At a time in history when we are experiencing unprecedented levels of digital connectedness, the reality is we are lonelier than ever. While the internet, smart phones, email, texts, and social media tools were all designed to improve communication, those same tools have conspired to provide a false sense of relationship and connectedness. Numerous studies have exposed the loneliness problem, one study even demonstrating that loneliness is more damaging to our personal health than smoking, drinking and obesity combined.

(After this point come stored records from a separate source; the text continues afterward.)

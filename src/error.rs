use serde::{Deserialize, Serialize};
use thiserror::Error;

type BoxError = Box<dyn std::error::Error + Send + Sync>;

/// 应用程序错误类型
#[derive(Debug, Error)]
pub enum AppError {
    /// 请求校验错误（批次不会被创建）
    #[error("校验错误: {0}")]
    Validation(#[from] ValidationError),
    /// 浏览器相关错误
    #[error("浏览器错误: {0}")]
    Browser(#[from] BrowserError),
    /// 分析器错误
    #[error("分析错误: {0}")]
    Analysis(#[from] AnalysisError),
    /// 文本生成服务错误
    #[error("文本生成错误: {0}")]
    Narrative(#[from] NarrativeError),
    /// 文件操作错误
    #[error("文件错误: {0}")]
    File(#[from] FileError),
    /// 会话错误
    #[error("会话错误: {0}")]
    Session(#[from] SessionError),
    /// 配置错误
    #[error("配置错误: {0}")]
    Config(#[from] ConfigError),
    /// 批次已被取消
    #[error("批次已取消")]
    Cancelled,
    /// 其他错误（用于包装第三方库错误）
    #[error("错误: {0}")]
    Other(String),
}

/// 请求校验错误
#[derive(Debug, Error)]
pub enum ValidationError {
    /// URL 列表为空
    #[error("URL 列表不能为空")]
    EmptyUrlList,
    /// URL 数量超过上限
    #[error("URL 数量 {count} 超过上限 {max}")]
    TooManyUrls { count: usize, max: usize },
    /// URL 无法解析
    #[error("无法解析 URL: {url}")]
    MalformedUrl { url: String },
    /// 协议不是 http/https
    #[error("不支持的协议 {scheme} ({url})")]
    UnsupportedScheme { url: String, scheme: String },
    /// 指向本机或内网地址
    #[error("禁止访问本机或内网地址: {url}")]
    BlockedHost { url: String },
    /// 请求体不是 `{"urls": [...]}`
    #[error("请求体无效: {reason}")]
    InvalidBody { reason: String },
}

/// 浏览器相关错误
#[derive(Debug, Error)]
pub enum BrowserError {
    /// 启动浏览器失败
    #[error("启动浏览器失败: {source}")]
    StartupFailed { source: BoxError },
    /// 创建页面失败
    #[error("创建页面失败: {source}")]
    PageCreationFailed { source: BoxError },
    /// 导航失败
    #[error("导航到 {url} 失败: {source}")]
    NavigationFailed { url: String, source: BoxError },
    /// 导航超时
    #[error("导航到 {url} 超时 ({timeout_secs} 秒)")]
    NavigationTimeout { url: String, timeout_secs: u64 },
    /// 页面已关闭或崩溃
    #[error("页面已关闭: {reason}")]
    TargetClosed { reason: String },
    /// 执行脚本失败
    #[error("执行脚本失败: {source}")]
    ScriptExecutionFailed { source: BoxError },
    /// 浏览器进程已退出（批次无法继续）
    #[error("浏览器 #{id} 进程已退出")]
    RendererExited { id: u64 },
}

/// 分析器错误
#[derive(Debug, Error)]
pub enum AnalysisError {
    /// 分析器返回了无法识别的数据
    #[error("{analyzer} 返回了无效数据: {detail}")]
    InvalidPayload { analyzer: String, detail: String },
    /// 外部规则引擎不可用
    #[error("无障碍规则引擎不可用")]
    RulesEngineUnavailable,
}

/// 文本生成服务错误
#[derive(Debug, Error)]
pub enum NarrativeError {
    /// API 调用失败
    #[error("API调用失败 (模型: {model}): {source}")]
    ApiCallFailed { model: String, source: BoxError },
    /// 返回内容为空
    #[error("返回内容为空 (模型: {model})")]
    EmptyContent { model: String },
    /// 调用超时
    #[error("调用超时 ({timeout_secs} 秒)")]
    Timeout { timeout_secs: u64 },
    /// 请求构建失败
    #[error("构建请求失败: {source}")]
    InvalidRequest { source: BoxError },
}

/// 文件操作错误
#[derive(Debug, Error)]
pub enum FileError {
    /// 读取文件失败
    #[error("读取文件失败 ({path}): {source}")]
    ReadFailed { path: String, source: BoxError },
    /// 写入文件失败
    #[error("写入文件失败 ({path}): {source}")]
    WriteFailed { path: String, source: BoxError },
}

/// 会话错误
#[derive(Debug, Error)]
pub enum SessionError {
    /// 会话不存在（或已过期被清理）
    #[error("会话不存在: {id}")]
    NotFound { id: String },
}

/// 配置错误
#[derive(Debug, Error)]
pub enum ConfigError {
    /// 配置文件不是合法的 TOML
    #[error("TOML解析失败 ({path}): {source}")]
    ParseFailed { path: String, source: BoxError },
    /// 配置值无效
    #[error("配置项 {key} 无效: {reason}")]
    InvalidValue { key: String, reason: String },
}

/// 单页错误分类（写入 PageError）
#[derive(Debug, Clone, Copy, PartialEq, Eq, Serialize, Deserialize)]
#[serde(rename_all = "snake_case")]
pub enum ErrorKind {
    Navigation,
    Timeout,
    Analysis,
    Cancelled,
    Internal,
}

// ========== 从常见错误类型转换 ==========

impl From<chromiumoxide::error::CdpError> for AppError {
    fn from(err: chromiumoxide::error::CdpError) -> Self {
        use chromiumoxide::error::CdpError;
        match err {
            CdpError::NotFound | CdpError::FrameNotFound(_) => {
                AppError::Browser(BrowserError::TargetClosed {
                    reason: err.to_string(),
                })
            }
            other => AppError::Browser(BrowserError::ScriptExecutionFailed {
                source: Box::new(other),
            }),
        }
    }
}

impl From<serde_json::Error> for AppError {
    fn from(err: serde_json::Error) -> Self {
        AppError::Analysis(AnalysisError::InvalidPayload {
            analyzer: "json".to_string(),
            detail: err.to_string(),
        })
    }
}

impl From<toml::de::Error> for AppError {
    fn from(err: toml::de::Error) -> Self {
        AppError::Config(ConfigError::ParseFailed {
            path: String::new(), // TOML错误通常不包含路径信息
            source: Box::new(err),
        })
    }
}

impl From<std::io::Error> for AppError {
    fn from(err: std::io::Error) -> Self {
        AppError::File(FileError::ReadFailed {
            path: String::new(),
            source: Box::new(err),
        })
    }
}

impl From<async_openai::error::OpenAIError> for AppError {
    fn from(err: async_openai::error::OpenAIError) -> Self {
        AppError::Narrative(NarrativeError::InvalidRequest {
            source: Box::new(err),
        })
    }
}

impl From<reqwest::Error> for AppError {
    fn from(err: reqwest::Error) -> Self {
        AppError::Other(format!("HTTP 请求失败: {}", err))
    }
}

// ========== 便捷构造函数 ==========

impl AppError {
    /// 创建浏览器启动错误
    pub fn browser_startup_failed(source: impl Into<BoxError>) -> Self {
        AppError::Browser(BrowserError::StartupFailed {
            source: source.into(),
        })
    }

    /// 创建导航失败错误
    pub fn navigation_failed(url: impl Into<String>, source: impl Into<BoxError>) -> Self {
        AppError::Browser(BrowserError::NavigationFailed {
            url: url.into(),
            source: source.into(),
        })
    }

    /// 创建文件写入错误
    pub fn file_write_failed(
        path: impl Into<String>,
        source: impl std::error::Error + Send + Sync + 'static,
    ) -> Self {
        AppError::File(FileError::WriteFailed {
            path: path.into(),
            source: Box::new(source),
        })
    }

    /// 创建分析数据无效错误
    pub fn invalid_payload(analyzer: impl Into<String>, detail: impl Into<String>) -> Self {
        AppError::Analysis(AnalysisError::InvalidPayload {
            analyzer: analyzer.into(),
            detail: detail.into(),
        })
    }

    /// 单页错误分类
    pub fn kind(&self) -> ErrorKind {
        match self {
            AppError::Browser(BrowserError::NavigationTimeout { .. })
            | AppError::Narrative(NarrativeError::Timeout { .. }) => ErrorKind::Timeout,
            AppError::Browser(
                BrowserError::NavigationFailed { .. }
                | BrowserError::TargetClosed { .. }
                | BrowserError::PageCreationFailed { .. },
            ) => ErrorKind::Navigation,
            AppError::Analysis(_)
            | AppError::Browser(BrowserError::ScriptExecutionFailed { .. }) => ErrorKind::Analysis,
            AppError::Cancelled => ErrorKind::Cancelled,
            _ => ErrorKind::Internal,
        }
    }

    /// 是否为页面级故障（分析器遇到时不降级，直接向上传播）
    pub fn is_navigation_level(&self) -> bool {
        matches!(
            self,
            AppError::Browser(
                BrowserError::NavigationFailed { .. }
                    | BrowserError::NavigationTimeout { .. }
                    | BrowserError::TargetClosed { .. }
            ) | AppError::Cancelled
        )
    }
}

// ========== Result 类型别名 ==========

/// 应用程序结果类型
pub type AppResult<T> = Result<T, AppError>;
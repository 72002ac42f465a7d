use serde::{Deserialize, Serialize};

use crate::error::{AppError, ErrorKind};
use crate::models::findings::{
    AccessibilityFacts, LeadFacts, MobileFacts, PerformanceFacts, SeoFacts,
};

/// 五项评分（各 1-5 分）及总分（5-25 分）
#[derive(Debug, Clone, Copy, PartialEq, Eq, Serialize, Deserialize)]
#[serde(rename_all = "camelCase")]
pub struct Scores {
    pub performance: u8,
    pub seo: u8,
    pub mobile: u8,
    pub accessibility: u8,
    pub b2b_lead: u8,
    pub overall: u8,
}

impl Scores {
    /// 总分百分比
    pub fn percentage(&self) -> u32 {
        (self.overall as f64 / 25.0 * 100.0).round() as u32
    }
}

/// 改进建议文本的来源
#[derive(Debug, Clone, Copy, PartialEq, Eq, Serialize, Deserialize)]
#[serde(rename_all = "snake_case")]
pub enum NarrativeSource {
    /// 文本生成服务
    Llm,
    /// 未配置服务时的本地规则生成
    Fallback,
    /// 已配置但调用失败
    Unavailable,
}

/// 单页分析结果
#[derive(Debug, Clone, PartialEq, Serialize, Deserialize)]
#[serde(rename_all = "camelCase")]
pub struct PageResult {
    pub url: String,
    pub scores: Scores,
    pub performance: PerformanceFacts,
    pub seo: SeoFacts,
    pub mobile: MobileFacts,
    pub accessibility: AccessibilityFacts,
    #[serde(rename = "b2b")]
    pub lead: LeadFacts,
    /// HTML 片段
    pub suggestions: Option<String>,
    pub narrative_source: NarrativeSource,
}

/// 单页分析失败
#[derive(Debug, Clone, PartialEq, Eq, Serialize, Deserialize)]
pub struct PageError {
    pub url: String,
    pub error: String,
    pub kind: ErrorKind,
}

impl PageError {
    pub fn from_error(url: impl Into<String>, err: &AppError) -> Self {
        Self {
            url: url.into(),
            error: err.to_string(),
            kind: err.kind(),
        }
    }
}

/// 会话结果列表中的一项
#[derive(Debug, Clone, PartialEq, Serialize, Deserialize)]
#[serde(untagged)]
pub enum PageEntry {
    Result(Box<PageResult>),
    Error(PageError),
}

impl PageEntry {
    pub fn url(&self) -> &str {
        match self {
            PageEntry::Result(r) => &r.url,
            PageEntry::Error(e) => &e.url,
        }
    }

    pub fn as_result(&self) -> Option<&PageResult> {
        match self {
            PageEntry::Result(r) => Some(r),
            PageEntry::Error(_) => None,
        }
    }

    pub fn is_error(&self) -> bool {
        matches!(self, PageEntry::Error(_))
    }
}
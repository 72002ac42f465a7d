pub mod js_executor;
pub mod renderer;

pub use js_executor::JsExecutor;
pub use renderer::{eval_as, PageProbe, Renderer, RendererLauncher, Tab};
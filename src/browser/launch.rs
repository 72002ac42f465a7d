use std::path::PathBuf;
use std::sync::atomic::{AtomicBool, AtomicU64, Ordering};
use std::sync::Arc;

use async_trait::async_trait;
use chromiumoxide::handler::viewport::Viewport;
use chromiumoxide::{Browser, BrowserConfig};
use futures::StreamExt;
use tokio::sync::Mutex;
use tokio::task::JoinHandle;
use tokio::time::sleep;
use tracing::{debug, error, info, warn};

use crate::config::Config;
use crate::error::{AppError, AppResult, BrowserError};
use crate::infrastructure::{JsExecutor, Renderer, RendererLauncher, Tab};

static NEXT_RENDERER_ID: AtomicU64 = AtomicU64::new(1);

/// 无头浏览器启动参数
#[derive(Debug, Clone)]
pub struct LaunchSettings {
    pub chrome_executable: Option<PathBuf>,
    pub viewport_width: u32,
    pub viewport_height: u32,
}

impl LaunchSettings {
    pub fn from_config(config: &Config) -> Self {
        Self {
            chrome_executable: config.chrome_executable.as_ref().map(PathBuf::from),
            viewport_width: config.viewport_width,
            viewport_height: config.viewport_height,
        }
    }
}

/// chromiumoxide 无头浏览器启动器
pub struct ChromiumLauncher {
    settings: LaunchSettings,
}

impl ChromiumLauncher {
    pub fn new(settings: LaunchSettings) -> Self {
        Self { settings }
    }

    fn browser_config(&self) -> AppResult<BrowserConfig> {
        let mut builder = BrowserConfig::builder()
            .new_headless_mode()
            .window_size(self.settings.viewport_width, self.settings.viewport_height)
            .viewport(Viewport {
                width: self.settings.viewport_width,
                height: self.settings.viewport_height,
                ..Viewport::default()
            })
            // 安全取舍：容器内没有创建命名空间的权限，只能关闭操作系统级沙盒。
            // 被分析的页面因此只剩浏览器进程本身的隔离，须配合入口处的内网地址拦截使用。
            .args(vec![
                "--no-sandbox",
                "--disable-setuid-sandbox",
                "--disable-gpu",
                "--disable-dev-shm-usage", // 防止共享内存不足
            ]);

        if let Some(path) = &self.settings.chrome_executable {
            builder = builder.chrome_executable(path);
        }

        builder.build().map_err(|e| {
            error!("配置无头浏览器失败: {}", e);
            AppError::browser_startup_failed(e)
        })
    }
}

#[async_trait]
impl RendererLauncher for ChromiumLauncher {
    /// 启动无头浏览器
    async fn launch(&self) -> AppResult<Arc<dyn Renderer>> {
        let id = NEXT_RENDERER_ID.fetch_add(1, Ordering::Relaxed);
        info!("🚀 启动无头浏览器 #{}...", id);

        let config = self.browser_config()?;

        let (browser, mut handler) = Browser::launch(config).await.map_err(|e| {
            error!("启动无头浏览器失败: {}", e);
            AppError::browser_startup_failed(e)
        })?;
        debug!("无头浏览器 #{} 启动成功", id);

        // 在后台处理浏览器事件，事件流结束说明进程已退出
        let alive = Arc::new(AtomicBool::new(true));
        let handler_alive = alive.clone();
        let handler_task = tokio::spawn(async move {
            while let Some(h) = handler.next().await {
                if h.is_err() {
                    break;
                }
            }
            handler_alive.store(false, Ordering::SeqCst);
            warn!("浏览器 #{} 事件流已结束", id);
        });

        // 添加短暂延迟以等待浏览器状态同步
        sleep(tokio::time::Duration::from_millis(300)).await;

        Ok(Arc::new(ChromiumRenderer {
            id,
            browser: Mutex::new(Some(browser)),
            alive,
            handler_task,
        }))
    }
}

/// 一个 chromiumoxide 浏览器进程
pub struct ChromiumRenderer {
    id: u64,
    browser: Mutex<Option<Browser>>,
    alive: Arc<AtomicBool>,
    handler_task: JoinHandle<()>,
}

#[async_trait]
impl Renderer for ChromiumRenderer {
    fn id(&self) -> u64 {
        self.id
    }

    fn is_alive(&self) -> bool {
        self.alive.load(Ordering::SeqCst)
    }

    async fn new_tab(&self) -> AppResult<Box<dyn Tab>> {
        let guard = self.browser.lock().await;
        let browser = guard.as_ref().ok_or_else(|| {
            AppError::Browser(BrowserError::TargetClosed {
                reason: format!("浏览器 #{} 已关闭", self.id),
            })
        })?;

        let page = browser.new_page("about:blank").await.map_err(|e| {
            error!("创建新页面失败: {}", e);
            AppError::Browser(BrowserError::PageCreationFailed {
                source: Box::new(e),
            })
        })?;

        Ok(Box::new(JsExecutor::new(page)))
    }

    async fn shutdown(&self) -> AppResult<()> {
        let Some(mut browser) = self.browser.lock().await.take() else {
            return Ok(());
        };
        self.alive.store(false, Ordering::SeqCst);

        if let Err(e) = browser.close().await {
            warn!("关闭浏览器 #{} 失败: {}", self.id, e);
        }
        if let Err(e) = browser.wait().await {
            warn!("等待浏览器 #{} 退出失败: {}", self.id, e);
        }
        self.handler_task.abort();
        info!("🛑 浏览器 #{} 已关闭", self.id);
        Ok(())
    }
}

As part of our town planning and neighborhood design effort, the Pinewood Forest team has kept human connectedness front and center. Front porches close to the street, miles of walking paths, a community mail center, dog parks, shared micro-parks and amenities, and abundant seating areas are all design elements that help create positive human collisions.
In addition to the built environment, regularly scheduled programming that is designed to facilitate human interaction and social connection provides a 1-2 punch against loneliness. Each Friday at 5:00pm you will find dozens of Pinewood Forest residents kicking off the weekend together at something we simply call “The Weekly’. This gathering is one example of how a community can intentionally facilitate relationship development. Our resident feedback for “The Weekly” and other gatherings has encouraged us to create additional avenues for our friends and family to connect.
This battle against loneliness is worth fighting and we remain committed to creating both environments and programming that can make a difference. As always, I would appreciate hearing from anyone with ideas or best practices to share at email@example.com.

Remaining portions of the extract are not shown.